Bank Foreclosure
Bank Foreclosures and The Bank Collects
When you buy a house, you usually put some money down and then you have a mortgage or a house note. This house note goes to the bank to pay for the loan, or mortgage, that allowed you to live in that house without needing all the money up front. However, when that mortgage payment falls behind, or stops altogether, that’s when the bank will eventually come to collect their money and that’s what is known as a bank foreclosure.
Bank foreclosures are usually preceded by numerous means to contact you regarding your building debt. After all, it is more cost effective to keep you in that house, paying what you can, until you get back on your feet. It’s much more expensive to foreclose on the house and then possibly sell it for less than it’s worth. That’s why, if you are facing a bank foreclosure, talk to your bank and see if you can work something out. Everyone faces hard times and bank foreclosures can be stopped if you do your best to help pay off your debt by any means necessary.
Bank foreclosures are not fun. After they have tried to contact you and as your debt builds, they will then give you a notice to vacate. This comes from the bank, just as a landlord would do to someone renting their property, they want you out so that they can hopefully recoup all or part of their lost money. They will give you a notice to vacate after a certain amount of time and then they will put the home up for resale.
Bank Foreclosures In Your Area
On the other hand if you are looking to buy, bank foreclosures are great ways to find great deals on homes. You can find bank foreclosures in your area by searching online or by looking in your local newspaper.
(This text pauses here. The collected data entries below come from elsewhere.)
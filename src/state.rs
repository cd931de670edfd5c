use std::sync::Arc;

use sqlx::SqlitePool;

use crate::auth::TokenService;
use crate::config::Config;
use crate::services::IdentityService;

#[derive(Clone)]
pub struct AppState {
    pub db: SqlitePool,
    pub tokens: Arc<TokenService>,
    pub cookie_secure: bool,
}

impl AppState {
    pub fn new(db: SqlitePool, config: &Config) -> Self {
        Self {
            db,
            tokens: Arc::new(TokenService::new(&config.jwt_secret, config.token_ttl_secs)),
            cookie_secure: config.cookie_secure,
        }
    }

    pub fn identity(&self) -> IdentityService {
        IdentityService::new(self.db.clone(), self.tokens.clone())
    }
}
use chrono::{DateTime, NaiveDate, SecondsFormat, Utc};

use crate::error::AppError;

/// Collects the names of absent or blank fields so one error can list them all.
#[derive(Debug, Default)]
pub struct MissingFields(Vec<&'static str>);

impl MissingFields {
    /// Returns the trimmed value, or records `name` as missing and returns "".
    pub fn take(&mut self, name: &'static str, value: Option<String>) -> String {
        match value.map(|v| v.trim().to_string()).filter(|v| !v.is_empty()) {
            Some(v) => v,
            None => {
                self.0.push(name);
                String::new()
            }
        }
    }

    pub fn check(self) -> Result<(), AppError> {
        if self.0.is_empty() {
            Ok(())
        } else {
            Err(AppError::Validation(format!(
                "Missing required fields: {}",
                self.0.join(", ")
            )))
        }
    }
}

/// Trims an optional update field; blank strings count as "not provided".
pub fn provided(value: Option<String>) -> Option<String> {
    value.map(|v| v.trim().to_string()).filter(|v| !v.is_empty())
}

pub fn normalize_email(email: &str) -> String {
    email.trim().to_lowercase()
}

pub fn format_timestamp(at: DateTime<Utc>) -> String {
    at.to_rfc3339_opts(SecondsFormat::Millis, true)
}

/// Parses an RFC 3339 timestamp or a bare `YYYY-MM-DD` date (midnight UTC).
pub fn parse_date(raw: &str) -> Result<DateTime<Utc>, AppError> {
    let raw = raw.trim();
    if let Ok(dt) = DateTime::parse_from_rfc3339(raw) {
        return Ok(dt.with_timezone(&Utc));
    }
    NaiveDate::parse_from_str(raw, "%Y-%m-%d")
        .ok()
        .and_then(|d| d.and_hms_opt(0, 0, 0))
        .map(|dt| dt.and_utc())
        .ok_or_else(|| AppError::Validation(format!("Invalid date: {}", raw)))
}

/// Schedule dates may fall anywhere from the start of the current UTC day on.
/// Creation and update share this rule.
pub fn ensure_not_past(date: DateTime<Utc>, now: DateTime<Utc>) -> Result<(), AppError> {
    let start_of_today = now
        .date_naive()
        .and_hms_opt(0, 0, 0)
        .map(|dt| dt.and_utc())
        .unwrap_or(now);

    if date < start_of_today {
        Err(AppError::Validation("Invalid date: must not be in the past".to_string()))
    } else {
        Ok(())
    }
}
Bank foreclosures are not personal, they are only business. The bank gave you the original loan in good faith that you would pay it off until the debt was reduced to zero. When you can’t pay, the bank is not just going to look the other way. They are going to come to collect and that’s when you may be subject to one of the latest bank foreclosures.
How to Avoid Bank Foreclosure
It’s no secret that the world is facing economic crisis. There are many people who have lost their jobs, finding themselves unemployed or underemployed, struggling to pay their bills. So many people are one paycheck away from the streets, and there are people who are wondering how they are going to make their next house payment. Banks are foreclosing on properties everywhere, maybe even next door to you.
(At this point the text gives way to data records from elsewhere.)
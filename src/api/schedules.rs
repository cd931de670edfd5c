use axum::{Json, extract::{Path, State}, http::StatusCode};
use chrono::Utc;
use tracing::info;

use super::Payload;
use crate::auth::{CurrentUser, Operation, authorize};
use crate::db::schedules;
use crate::error::AppError;
use crate::models::{NewScheduleRequest, Schedule, UpdateScheduleRequest};
use crate::state::AppState;

pub async fn list(
    State(state): State<AppState>,
    CurrentUser(claims): CurrentUser,
) -> Result<Json<Vec<Schedule>>, AppError> {
    authorize(&claims, Operation::ScheduleRead)?;
    Ok(Json(schedules::fetch_schedules(&state.db).await?))
}

pub async fn detail(
    State(state): State<AppState>,
    CurrentUser(claims): CurrentUser,
    Path(id): Path<String>,
) -> Result<Json<Schedule>, AppError> {
    authorize(&claims, Operation::ScheduleRead)?;
    let schedule = schedules::find_schedule(&state.db, &id)
        .await?
        .ok_or(AppError::NotFound)?;
    Ok(Json(schedule))
}

pub async fn create(
    State(state): State<AppState>,
    CurrentUser(claims): CurrentUser,
    body: Result<Payload<NewScheduleRequest>, AppError>,
) -> Result<(StatusCode, Json<Schedule>), AppError> {
    authorize(&claims, Operation::ScheduleCreate)?;
    let Payload(req) = body?;
    let new = req.validate(Utc::now())?;

    let schedule = schedules::insert_schedule(&state.db, new, &claims.sub).await?;
    info!(schedule_id = %schedule.id, actor = %claims.sub, "schedule created");
    Ok((StatusCode::CREATED, Json(schedule)))
}

pub async fn update(
    State(state): State<AppState>,
    CurrentUser(claims): CurrentUser,
    Path(id): Path<String>,
    body: Result<Payload<UpdateScheduleRequest>, AppError>,
) -> Result<Json<Schedule>, AppError> {
    authorize(&claims, Operation::ScheduleUpdate)?;
    let Payload(req) = body?;
    let changes = req.validate(Utc::now())?;

    let schedule = schedules::update_schedule(&state.db, &id, changes)
        .await?
        .ok_or(AppError::NotFound)?;
    info!(schedule_id = %id, actor = %claims.sub, "schedule updated");
    Ok(Json(schedule))
}

pub async fn remove(
    State(state): State<AppState>,
    CurrentUser(claims): CurrentUser,
    Path(id): Path<String>,
) -> Result<Json<Schedule>, AppError> {
    authorize(&claims, Operation::ScheduleDelete)?;
    let schedule = schedules::soft_delete_schedule(&state.db, &id, &claims.sub)
        .await?
        .ok_or(AppError::NotFound)?;
    info!(schedule_id = %id, actor = %claims.sub, "schedule deleted");
    Ok(Json(schedule))
}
What Can You, The Homeowner, Do?
First of all, make paying your mortgage on time a habit. Try to never make a late payments. If you can, find a way to get ahead in your mortgage payments, so that late payments are something you never have to face. Not only are they expensive, but they show up on your credit report, hurting your credit and affecting how willing your lender will be to work with you if you have a reason to need a bit more time to pay your mortgage payment. Even if the bank could begin foreclosure on your property, they are more likely to cut you some slack if you tend to pay on time but are just temporarily struggling.
If you do find you are struggling, consider juggling which bills you pay when. Many utilities will gladly give you an extension on an overdue bill, often even through an automatic phone system, rather than having to talk to a person and feel like you’re begging for a stay of execution. Other bills, like payments of credit card bills, etc., may have a firm due date, but the late fee (for delaying a payment) is better to pay than the late fee for a late mortgage payment. If the bank foreclosed on your house or property is much worse than a few late fees here and there, so it is usually smart to do whatever you need to do to to continue making your mortgage payment.
Another option for helping avoid a bank foreclosure on your property is to refinance your property. Refinancing can help in a couple of ways. First, you can usually get your new mortgage payment to be less than your current mortgage payment. That can ease the crunch of monthly bills in many ways. What would you do with a few extra hundred dollars a month? The other way a refinance can help is that with some refinances you can get a bit of cash out of your equity when you get the new loan. This can give you some money to catch up on bills, and hopefully some to keep in reserve for when times are tight. Remember, though, that you are paying interest on that money that you’ve borrowed, so using it to keep the bank from foreclosing on your property is the best use of the money, not just taking a vacation. Remember, though, that all properties are not going to be eligible for a refinance…it depends on your own situation, money owed on house, amount of current loan, prepayment penalties on current loan, etc.
If you’re getting notices threatening foreclosure from the bank about property, there are things you can do to protect your home. But taking measures before they foreclose is the smarter way to keep your home, even in difficult times.